--- RECORDS TO PROCESS Enclosed Below ---

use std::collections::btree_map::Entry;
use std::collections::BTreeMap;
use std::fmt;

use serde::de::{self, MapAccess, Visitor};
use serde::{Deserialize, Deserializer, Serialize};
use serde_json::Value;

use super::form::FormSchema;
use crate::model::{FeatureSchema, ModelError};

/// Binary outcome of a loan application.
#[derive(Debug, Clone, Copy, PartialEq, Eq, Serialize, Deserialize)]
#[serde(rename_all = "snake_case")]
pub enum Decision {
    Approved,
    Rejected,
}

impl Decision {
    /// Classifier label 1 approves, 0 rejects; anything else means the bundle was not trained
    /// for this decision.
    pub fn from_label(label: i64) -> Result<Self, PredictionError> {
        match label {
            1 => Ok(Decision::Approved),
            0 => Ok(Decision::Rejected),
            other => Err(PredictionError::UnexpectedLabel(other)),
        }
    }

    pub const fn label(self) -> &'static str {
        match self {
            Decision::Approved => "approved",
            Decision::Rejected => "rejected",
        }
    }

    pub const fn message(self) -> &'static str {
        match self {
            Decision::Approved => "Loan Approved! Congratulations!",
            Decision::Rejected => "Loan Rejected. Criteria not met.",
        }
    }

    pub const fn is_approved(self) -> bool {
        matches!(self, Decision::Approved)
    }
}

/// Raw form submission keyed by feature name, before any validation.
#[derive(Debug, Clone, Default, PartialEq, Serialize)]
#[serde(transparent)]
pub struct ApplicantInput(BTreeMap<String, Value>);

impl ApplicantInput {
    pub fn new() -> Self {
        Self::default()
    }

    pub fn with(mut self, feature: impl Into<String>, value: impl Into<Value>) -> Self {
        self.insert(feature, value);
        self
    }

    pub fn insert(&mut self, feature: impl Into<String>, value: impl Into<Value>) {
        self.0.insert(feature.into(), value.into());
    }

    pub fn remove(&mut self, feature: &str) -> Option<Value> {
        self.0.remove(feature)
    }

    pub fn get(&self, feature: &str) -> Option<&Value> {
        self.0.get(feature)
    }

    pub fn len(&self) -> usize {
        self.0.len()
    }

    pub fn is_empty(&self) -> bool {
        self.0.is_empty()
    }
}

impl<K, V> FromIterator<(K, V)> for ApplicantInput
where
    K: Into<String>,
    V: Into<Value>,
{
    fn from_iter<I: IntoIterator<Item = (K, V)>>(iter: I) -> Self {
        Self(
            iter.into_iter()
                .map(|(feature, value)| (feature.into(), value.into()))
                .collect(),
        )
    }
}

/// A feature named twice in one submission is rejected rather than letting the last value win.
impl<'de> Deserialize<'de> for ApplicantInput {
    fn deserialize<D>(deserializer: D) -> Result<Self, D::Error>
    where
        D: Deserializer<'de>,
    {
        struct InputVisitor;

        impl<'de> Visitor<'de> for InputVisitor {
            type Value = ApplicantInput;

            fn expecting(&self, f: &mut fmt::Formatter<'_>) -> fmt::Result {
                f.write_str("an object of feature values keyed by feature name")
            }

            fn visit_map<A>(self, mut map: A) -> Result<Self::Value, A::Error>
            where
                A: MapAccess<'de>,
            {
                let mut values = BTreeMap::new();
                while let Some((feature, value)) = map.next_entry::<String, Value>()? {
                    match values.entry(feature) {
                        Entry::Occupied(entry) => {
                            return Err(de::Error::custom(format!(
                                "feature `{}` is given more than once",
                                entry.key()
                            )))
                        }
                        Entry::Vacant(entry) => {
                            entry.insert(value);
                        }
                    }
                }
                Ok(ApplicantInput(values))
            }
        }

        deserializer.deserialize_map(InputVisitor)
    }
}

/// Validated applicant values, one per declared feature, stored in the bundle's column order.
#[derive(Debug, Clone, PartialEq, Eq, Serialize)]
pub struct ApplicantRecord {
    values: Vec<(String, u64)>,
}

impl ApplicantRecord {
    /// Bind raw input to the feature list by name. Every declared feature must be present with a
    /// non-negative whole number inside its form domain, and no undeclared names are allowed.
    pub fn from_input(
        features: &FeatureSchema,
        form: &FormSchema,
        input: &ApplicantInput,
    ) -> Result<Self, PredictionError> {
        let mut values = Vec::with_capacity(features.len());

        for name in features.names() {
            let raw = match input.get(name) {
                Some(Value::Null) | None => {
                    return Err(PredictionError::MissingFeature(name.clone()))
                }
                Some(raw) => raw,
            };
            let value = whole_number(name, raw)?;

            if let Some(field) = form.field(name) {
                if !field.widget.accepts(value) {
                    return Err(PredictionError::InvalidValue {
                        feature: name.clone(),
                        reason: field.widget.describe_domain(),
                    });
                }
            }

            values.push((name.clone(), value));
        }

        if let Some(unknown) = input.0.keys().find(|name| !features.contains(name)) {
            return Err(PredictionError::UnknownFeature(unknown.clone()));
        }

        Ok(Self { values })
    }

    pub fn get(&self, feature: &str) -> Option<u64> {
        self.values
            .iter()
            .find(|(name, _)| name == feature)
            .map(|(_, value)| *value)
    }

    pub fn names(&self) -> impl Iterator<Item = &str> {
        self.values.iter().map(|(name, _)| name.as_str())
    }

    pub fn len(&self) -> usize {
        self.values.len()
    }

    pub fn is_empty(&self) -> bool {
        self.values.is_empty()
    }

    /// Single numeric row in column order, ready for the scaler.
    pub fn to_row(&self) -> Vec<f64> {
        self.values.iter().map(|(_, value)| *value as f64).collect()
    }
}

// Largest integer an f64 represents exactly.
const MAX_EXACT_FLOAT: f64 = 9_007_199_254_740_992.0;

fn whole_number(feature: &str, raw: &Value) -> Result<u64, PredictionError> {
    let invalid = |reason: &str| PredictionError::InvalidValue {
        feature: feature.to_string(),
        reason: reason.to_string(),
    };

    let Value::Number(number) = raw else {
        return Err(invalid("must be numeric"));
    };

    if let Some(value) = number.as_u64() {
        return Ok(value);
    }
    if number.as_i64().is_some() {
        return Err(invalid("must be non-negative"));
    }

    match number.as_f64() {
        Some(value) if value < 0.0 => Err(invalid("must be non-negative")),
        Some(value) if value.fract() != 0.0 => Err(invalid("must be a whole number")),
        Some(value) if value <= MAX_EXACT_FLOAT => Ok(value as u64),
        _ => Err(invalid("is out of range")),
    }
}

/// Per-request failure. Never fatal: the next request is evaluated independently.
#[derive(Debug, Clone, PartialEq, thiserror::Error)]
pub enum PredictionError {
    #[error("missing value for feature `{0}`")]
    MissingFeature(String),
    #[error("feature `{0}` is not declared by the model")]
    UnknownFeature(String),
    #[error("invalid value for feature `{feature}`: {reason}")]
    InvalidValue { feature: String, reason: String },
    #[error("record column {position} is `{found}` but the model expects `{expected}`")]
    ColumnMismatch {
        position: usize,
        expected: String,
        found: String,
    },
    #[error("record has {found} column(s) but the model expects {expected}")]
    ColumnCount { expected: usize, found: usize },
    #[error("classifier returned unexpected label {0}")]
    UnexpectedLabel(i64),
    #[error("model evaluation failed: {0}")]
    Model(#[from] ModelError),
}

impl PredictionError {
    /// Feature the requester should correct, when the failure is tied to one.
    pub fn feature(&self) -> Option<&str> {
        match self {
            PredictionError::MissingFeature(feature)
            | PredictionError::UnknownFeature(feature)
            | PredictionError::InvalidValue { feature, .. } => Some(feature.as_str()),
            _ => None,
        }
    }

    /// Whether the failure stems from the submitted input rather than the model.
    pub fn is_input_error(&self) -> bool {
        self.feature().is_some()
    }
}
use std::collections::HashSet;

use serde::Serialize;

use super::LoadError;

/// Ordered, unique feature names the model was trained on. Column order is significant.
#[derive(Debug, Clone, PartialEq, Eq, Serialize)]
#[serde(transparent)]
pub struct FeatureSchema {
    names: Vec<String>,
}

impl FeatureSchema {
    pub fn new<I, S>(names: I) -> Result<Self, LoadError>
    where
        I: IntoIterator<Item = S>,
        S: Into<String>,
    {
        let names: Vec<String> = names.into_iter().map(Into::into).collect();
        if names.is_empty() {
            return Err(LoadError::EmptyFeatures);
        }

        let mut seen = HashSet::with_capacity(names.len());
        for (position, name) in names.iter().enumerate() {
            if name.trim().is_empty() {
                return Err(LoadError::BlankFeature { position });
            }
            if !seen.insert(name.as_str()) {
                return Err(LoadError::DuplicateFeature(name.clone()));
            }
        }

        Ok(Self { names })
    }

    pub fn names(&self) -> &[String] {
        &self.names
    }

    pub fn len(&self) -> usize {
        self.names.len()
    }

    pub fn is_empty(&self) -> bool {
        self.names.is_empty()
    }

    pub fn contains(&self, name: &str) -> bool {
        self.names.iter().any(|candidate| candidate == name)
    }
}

--- End of Enclosed RECORDS TO PROCESS ---

## [WHAT YOU NEED TO DO]
Repeat the material above exactly, beginning with its first line and ending with the line that holds "use super::form::FormSchema;", and leave out everything else.

## [TASK SOLUTION]
use std::collections::btree_map::Entry;
use std::collections::BTreeMap;
use std::fmt;

use serde::de::{self, MapAccess, Visitor};
use serde::{Deserialize, Deserializer, Serialize};
use serde_json::Value;

use super::form::FormSchema;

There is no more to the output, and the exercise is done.